**TASK DESCRIPTION**
Exact reproduction of every entry is required.

========================

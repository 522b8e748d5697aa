//! Build script for mix-samples.
//!
//! Records version information from git and the toolchain so the sample
//! binaries can log what they were built from.

use std::env;
use std::process::Command;

fn main() {
    println!("cargo:rerun-if-changed=build.rs");
    println!("cargo:rerun-if-changed=.git/HEAD");

    println!(
        "cargo:rustc-env=MIX_SAMPLES_TARGET={}",
        env::var("TARGET").unwrap_or_else(|_| "unknown".to_string())
    );

    if let Some(hash) = get_git_hash() {
        println!("cargo:rustc-env=MIX_SAMPLES_GIT_HASH={}", hash);
    }

    if let Some(date) = get_build_date() {
        println!("cargo:rustc-env=MIX_SAMPLES_BUILD_DATE={}", date);
    }

    if let Some(version) = get_rustc_version() {
        println!("cargo:rustc-env=MIX_SAMPLES_RUSTC_VERSION={}", version);
    }
}

/// Run a command and return its trimmed stdout if it succeeded
fn command_stdout(program: &str, args: &[&str]) -> Option<String> {
    Command::new(program)
        .args(args)
        .output()
        .ok()
        .and_then(|output| {
            if output.status.success() {
                String::from_utf8(output.stdout)
                    .ok()
                    .map(|s| s.trim().to_string())
            } else {
                None
            }
        })
}

/// Get the current git commit hash (short form)
fn get_git_hash() -> Option<String> {
    command_stdout("git", &["rev-parse", "--short", "HEAD"])
}

/// Get the current build date in ISO 8601 format
fn get_build_date() -> Option<String> {
    command_stdout("date", &["-u", "+%Y-%m-%dT%H:%M:%SZ"])
}

/// Get the rustc version
fn get_rustc_version() -> Option<String> {
    let rustc = env::var("RUSTC").unwrap_or_else(|_| "rustc".to_string());
    // "rustc 1.75.0 (..." -> "1.75.0"
    command_stdout(&rustc, &["--version"])
        .and_then(|s| s.split_whitespace().nth(1).map(|v| v.to_string()))
}
//! Integration tests for mix-samples.
//!
//! Library-level runs with synthetic argument counts, and end-to-end runs of
//! the built sample binaries.

pub mod run_tests;
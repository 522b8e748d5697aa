//! Branch classifier sample.
//!
//! Odd argument counts move up by seven, even ones down by three. The result
//! is labelled by whether it exceeds the threshold.

use crate::samples::Sample;
use crate::Outcome;

/// Values strictly above this take the branch
pub const THRESHOLD: i32 = 3;

/// Label selected for a computed value
#[derive(Debug, Clone, Copy, PartialEq, Eq)]
pub enum Label {
    Taken,
    NotTaken,
}

impl Label {
    pub fn as_str(&self) -> &'static str {
        match self {
            Label::Taken => "branch-taken",
            Label::NotTaken => "branch-not-taken",
        }
    }
}

/// The `sample_branch` program
#[derive(Debug, Clone, Copy, Default)]
pub struct Branch;

/// Adjust a value by its parity.
///
/// The low bit decides, so negative odd values take the odd path.
#[inline(never)]
pub fn compute(value: i32) -> i32 {
    if value & 1 != 0 {
        value.wrapping_add(7)
    } else {
        value.wrapping_sub(3)
    }
}

/// Label for a computed value
pub fn classify(out: i32) -> Label {
    if out > THRESHOLD {
        Label::Taken
    } else {
        Label::NotTaken
    }
}

impl Sample for Branch {
    fn name(&self) -> &'static str {
        "sample_branch"
    }

    fn evaluate(&self, argc: i32) -> Outcome {
        let out = compute(argc);
        Outcome::new(classify(out).as_str(), out)
    }
}
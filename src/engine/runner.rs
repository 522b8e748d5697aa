//! Sample execution.
//!
//! Evaluates a sample for an invocation, prints its line when the
//! invocation carries a program name, and derives the exit status.
//!
//! The status is computed from the outcome before anything is written, so
//! a failed write is logged and recorded but never changes it.

use crate::cli::args::Invocation;
use crate::cli::output::write_outcome;
use crate::config::RunConfig;
use crate::samples::Sample;
use crate::version::get_build_info;
use crate::{Outcome, SampleError};
use log::{debug, warn};
use std::io::{self, Write};
use std::process::ExitCode;

/// Everything observable about one run
#[derive(Debug, Clone, PartialEq, Eq)]
pub struct RunReport {
    pub outcome: Outcome,
    /// Whether the line was written successfully
    pub printed: bool,
    /// Write failure, if any
    pub error: Option<SampleError>,
    pub status: u8,
}

/// Run a sample against an invocation, writing to `out`.
pub fn run_sample<S, W>(sample: &S, invocation: &Invocation, out: &mut W) -> RunReport
where
    S: Sample + ?Sized,
    W: Write,
{
    let outcome = sample.evaluate(invocation.argc);
    let status = outcome.status();
    debug!(
        "{}: argc={} value={} status={}",
        sample.name(),
        invocation.argc,
        outcome.value,
        status
    );

    let mut printed = false;
    let mut error = None;
    if invocation.has_program_name() {
        match write_outcome(out, sample.name(), &outcome) {
            Ok(()) => printed = true,
            Err(e) => {
                warn!("{}", e);
                error = Some(e);
            }
        }
    } else {
        debug!("{}: empty argument vector, nothing printed", sample.name());
    }

    RunReport {
        outcome,
        printed,
        error,
        status,
    }
}

/// Entry point shared by the sample binaries.
pub fn main_for<S: Sample + ?Sized>(sample: &S) -> ExitCode {
    // Only fails when a logger is already installed
    let _ = RunConfig::default().init_logging();
    debug!("{}", get_build_info());

    let invocation = Invocation::from_env();
    let stdout = io::stdout();
    let mut out = stdout.lock();
    let report = run_sample(sample, &invocation, &mut out);

    ExitCode::from(report.status)
}
//! Output formatting for the samples.
//!
//! One line per run: the message, a single space, the signed decimal value,
//! and a newline.

use crate::{Outcome, SampleError};
use std::io::Write;

/// Format an outcome as its output line (without the newline)
pub fn format_line(outcome: &Outcome) -> String {
    outcome.to_string()
}

/// Write an outcome line and flush.
pub fn write_outcome<W: Write>(
    out: &mut W,
    sample: &'static str,
    outcome: &Outcome,
) -> Result<(), SampleError> {
    writeln!(out, "{}", format_line(outcome))
        .and_then(|_| out.flush())
        .map_err(|e| SampleError::Output {
            sample,
            message: e.to_string(),
        })
}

========================

**FINISHED EXERCISE**
repository 522b8e748d5697aa
//! Build script for mix-samples.
//!
//! Records version information from git and the toolchain so the sample
//! binaries can log what they were built from.

use std::env;
use std::process::Command;

fn main() {
    println!("cargo:rerun-if-changed=build.rs");
    println!("cargo:rerun-if-changed=.git/HEAD");

    println!(
        "cargo:rustc-env=MIX_SAMPLES_TARGET={}",
        env::var("TARGET").unwrap_or_else(|_| "unknown".to_string())
    );

    if let Some(hash) = get_git_hash() {
        println!("cargo:rustc-env=MIX_SAMPLES_GIT_HASH={}", hash);
    }

    if let Some(date) = get_build_date() {
        println!("cargo:rustc-env=MIX_SAMPLES_BUILD_DATE={}", date);
    }

    if let Some(version) = get_rustc_version() {
        println!("cargo:rustc-env=MIX_SAMPLES_RUSTC_VERSION={}", version);
    }
}

/// Run a command and return its trimmed stdout if it succeeded
fn command_stdout(program: &str, args: &[&str]) -> Option<String> {
    Command::new(program)
        .args(args)
        .output()
        .ok()
        .and_then(|output| {
            if output.status.success() {
                String::from_utf8(output.stdout)
                    .ok()
                    .map(|s| s.trim().to_string())
            } else {
                None
            }
        })
}

/// Get the current git commit hash (short form)
fn get_git_hash() -> Option<String> {
    command_stdout("git", &["rev-parse", "--short", "HEAD"])
}

/// Get the current build date in ISO 8601 format
fn get_build_date() -> Option<String> {
    command_stdout("date", &["-u", "+%Y-%m-%dT%H:%M:%SZ"])
}

/// Get the rustc version
fn get_rustc_version() -> Option<String> {
    let rustc = env::var("RUSTC").unwrap_or_else(|_| "rustc".to_string());
    // "rustc 1.75.0 (..." -> "1.75.0"
    command_stdout(&rustc, &["--version"])
        .and_then(|s| s.split_whitespace().nth(1).map(|v| v.to_string()))
}
//! Integration tests for mix-samples.
//!
//! Library-level runs with synthetic argument counts, and end-to-end runs of
//! the built sample binaries.

pub mod run_tests;
repository 522b8e748d5697aa
//! Branch classifier sample.
//!
//! Odd argument counts move up by seven, even ones down by three. The result
//! is labelled by whether it exceeds the threshold.

use crate::samples::Sample;
use crate::Outcome;

/// Values strictly above this take the branch
pub const THRESHOLD: i32 = 3;

/// Label selected for a computed value
#[derive(Debug, Clone, Copy, PartialEq, Eq)]
pub enum Label {
    Taken,
    NotTaken,
}

impl Label {
    pub fn as_str(&self) -> &'static str {
        match self {
            Label::Taken => "branch-taken",
            Label::NotTaken => "branch-not-taken",
        }
    }
}

/// The `sample_branch` program
#[derive(Debug, Clone, Copy, Default)]
pub struct Branch;

/// Adjust a value by its parity.
///
/// The low bit decides, so negative odd values take the odd path.
#[inline(never)]
pub fn compute(value: i32) -> i32 {
    if value & 1 != 0 {
        value.wrapping_add(7)
    } else {
        value.wrapping_sub(3)
    }
}

/// Label for a computed value
pub fn classify(out: i32) -> Label {
    if out > THRESHOLD {
        Label::Taken
    } else {
        Label::NotTaken
    }
}

impl Sample for Branch {
    fn name(&self) -> &'static str {
        "sample_branch"
    }

    fn evaluate(&self, argc: i32) -> Outcome {
        let out = compute(argc);
        Outcome::new(classify(out).as_str(), out)
    }
}
filename src/engine/runner.rs
repository 522b8e748d5697aa
//! Sample execution.
//!
//! Evaluates a sample for an invocation, prints its line when the
//! invocation carries a program name, and derives the exit status.
//!
//! The status is computed from the outcome before anything is written, so
//! a failed write is logged and recorded but never changes it.

use crate::cli::args::Invocation;
use crate::cli::output::write_outcome;
use crate::config::RunConfig;
use crate::samples::Sample;
use crate::version::get_build_info;
use crate::{Outcome, SampleError};
use log::{debug, warn};
use std::io::{self, Write};
use std::process::ExitCode;

/// Everything observable about one run
#[derive(Debug, Clone, PartialEq, Eq)]
pub struct RunReport {
    pub outcome: Outcome,
    /// Whether the line was written successfully
    pub printed: bool,
    /// Write failure, if any
    pub error: Option<SampleError>,
    pub status: u8,
}

/// Run a sample against an invocation, writing to `out`.
pub fn run_sample<S, W>(sample: &S, invocation: &Invocation, out: &mut W) -> RunReport
where
    S: Sample + ?Sized,
    W: Write,
{
    let outcome = sample.evaluate(invocation.argc);
    let status = outcome.status();
    debug!(
        "{}: argc={} value={} status={}",
        sample.name(),
        invocation.argc,
        outcome.value,
        status
    );

    let mut printed = false;
    let mut error = None;
    if invocation.has_program_name() {
        match write_outcome(out, sample.name(), &outcome) {
            Ok(()) => printed = true,
            Err(e) => {
                warn!("{}", e);
                error = Some(e);
            }
        }
    } else {
        debug!("{}: empty argument vector, nothing printed", sample.name());
    }

    RunReport {
        outcome,
        printed,
        error,
        status,
    }
}

/// Entry point shared by the sample binaries.
pub fn main_for<S: Sample + ?Sized>(sample: &S) -> ExitCode {
    // Only fails when a logger is already installed
    let _ = RunConfig::default().init_logging();
    debug!("{}", get_build_info());

    let invocation = Invocation::from_env();
    let stdout = io::stdout();
    let mut out = stdout.lock();
    let report = run_sample(sample, &invocation, &mut out);

    ExitCode::from(report.status)
}
//! Output formatting for the samples.
//!
//! One line per run: the message, a single space, the signed decimal value,
//! and a newline.

use crate::{Outcome, SampleError};
use std::io::Write;

/// Format an outcome as its output line (without the newline)
pub fn format_line(outcome: &Outcome) -> String {
    outcome.to_string()
}

/// Write an outcome line and flush.
pub fn write_outcome<W: Write>(
    out: &mut W,
    sample: &'static str,
    outcome: &Outcome,
) -> Result<(), SampleError> {
    writeln!(out, "{}", format_line(outcome))
        .and_then(|_| out.flush())
        .map_err(|e| SampleError::Output {
            sample,
            message: e.to_string(),
        })
}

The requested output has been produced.